Par une décision du 30 juin 2026 (n° 501142), le Conseil d’État annule la décision de la chambre nationale de discipline de l’ordre des vétérinaires confirmant une suspension de dix ans du droit d’exercer sur l’ensemble du territoire français, prononcée à l’encontre d’un vétérinaire espagnol intervenant en France dans le cadre de la libre prestation de services.
Les manquements retenus portaient sur l’omission de mentions obligatoires sur des ordonnances et livrets de chevaux, l’administration de vaccins dont l’acquisition régulière en France n’était pas justifiée, la prescription d’un antibiotique critique sans réalisation de l’ensemble des examens préalables requis, et un exercice en France ne revêtant pas un caractère occasionnel. Le Conseil d’État reconnaît que ces manquements justifiaient une sanction, mais juge que la suspension de dix ans, sans sursis, sur l’ensemble du territoire national, prononcée à l’encontre d’un professionnel sans antécédents disciplinaires, est hors de proportion avec les faits reprochés. Il rappelle à cet égard que la suspension est la sanction la plus sévère pouvant être légalement infligée à un professionnel exerçant en libre prestation de services, et que le juge de cassation est compétent pour vérifier la proportionnalité de la sanction.

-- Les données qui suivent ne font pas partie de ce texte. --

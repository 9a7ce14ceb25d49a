//! File system paths for movies-sync.

use crate::{CoreError, CoreResult};
use std::path::PathBuf;

/// Directory name under the home directory.
const BASE_DIR_NAME: &str = ".movies-sync";
/// SQLite cache filename.
const DATABASE_FILE_NAME: &str = "movies.sqlite";
/// Overrides the base directory when set.
const HOME_ENV: &str = "MOVIES_SYNC_HOME";

/// Manages file system paths for movies-sync.
#[derive(Debug, Clone)]
pub struct Paths {
    /// Base directory for config, cache and logs (~/.movies-sync)
    base_dir: PathBuf,
}

impl Paths {
    /// Create a new Paths instance rooted at `$MOVIES_SYNC_HOME`, falling
    /// back to `~/.movies-sync`.
    pub fn new() -> CoreResult<Self> {
        if let Some(dir) = std::env::var_os(HOME_ENV).filter(|dir| !dir.is_empty()) {
            return Ok(Self::with_base_dir(PathBuf::from(dir)));
        }

        let home = dirs::home_dir()
            .ok_or_else(|| CoreError::Path("Could not determine home directory".to_string()))?;

        Ok(Self {
            base_dir: home.join(BASE_DIR_NAME),
        })
    }

    /// Create a new Paths instance with a custom base directory.
    pub fn with_base_dir(base_dir: PathBuf) -> Self {
        Self { base_dir }
    }

    /// Get the base directory (~/.movies-sync).
    pub fn base_dir(&self) -> &PathBuf {
        &self.base_dir
    }

    /// Get the config file path (~/.movies-sync/config.json).
    pub fn config_file(&self) -> PathBuf {
        self.base_dir.join("config.json")
    }

    /// Get the cache database path (~/.movies-sync/movies.sqlite).
    pub fn database_file(&self) -> PathBuf {
        self.base_dir.join(DATABASE_FILE_NAME)
    }

    /// Get the logs directory (~/.movies-sync/logs).
    pub fn logs_dir(&self) -> PathBuf {
        self.base_dir.join("logs")
    }

    /// Get the JSONL log file path (~/.movies-sync/logs/movies-sync.jsonl).
    pub fn log_file(&self) -> PathBuf {
        self.logs_dir().join("movies-sync.jsonl")
    }

    /// Ensure all required directories exist.
    pub fn ensure_dirs(&self) -> CoreResult<()> {
        std::fs::create_dir_all(&self.base_dir)?;
        std::fs::create_dir_all(self.logs_dir())?;
        Ok(())
    }
}

#[cfg(test)]
mod tests {
    use super::*;
    use tempfile::tempdir;

    #[test]
    fn test_paths_with_base_dir() {
        let base = PathBuf::from("/tmp/test-movies-sync");
        let paths = Paths::with_base_dir(base.clone());

        assert_eq!(paths.base_dir(), &base);
        assert_eq!(paths.config_file(), base.join("config.json"));
        assert_eq!(paths.database_file(), base.join("movies.sqlite"));
        assert_eq!(paths.logs_dir(), base.join("logs"));
        assert_eq!(paths.log_file(), base.join("logs/movies-sync.jsonl"));
    }

    #[test]
    fn test_paths_default() {
        if std::env::var_os(HOME_ENV).is_some() {
            return;
        }
        let paths = Paths::new().unwrap();
        let home = dirs::home_dir().unwrap();

        assert_eq!(paths.base_dir(), &home.join(".movies-sync"));
    }

    #[test]
    fn test_ensure_dirs_creates_directories() {
        let dir = tempdir().unwrap();
        let base = dir.path().join("movies-sync");
        let paths = Paths::with_base_dir(base.clone());

        assert!(!base.exists());
        assert!(!paths.logs_dir().exists());

        paths.ensure_dirs().unwrap();

        assert!(base.is_dir());
        assert!(paths.logs_dir().is_dir());
    }

    #[test]
    fn test_ensure_dirs_idempotent() {
        let dir = tempdir().unwrap();
        let paths = Paths::with_base_dir(dir.path().to_path_buf());

        paths.ensure_dirs().unwrap();
        paths.ensure_dirs().unwrap();

        assert!(paths.base_dir().exists());
        assert!(paths.logs_dir().exists());
    }
}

Sur la recevabilité de la plainte, le Conseil d’État précise par ailleurs que le président du conseil régional dans le ressort duquel ont été exécutés les actes reprochés à un vétérinaire ressortissant d’un État membre de l’UE exerçant en libre prestation de services a qualité pour introduire l’action disciplinaire sans mandat de son conseil, par application combinée des articles R. 242-93 et L. 241-3 du Code rural et de la pêche maritime.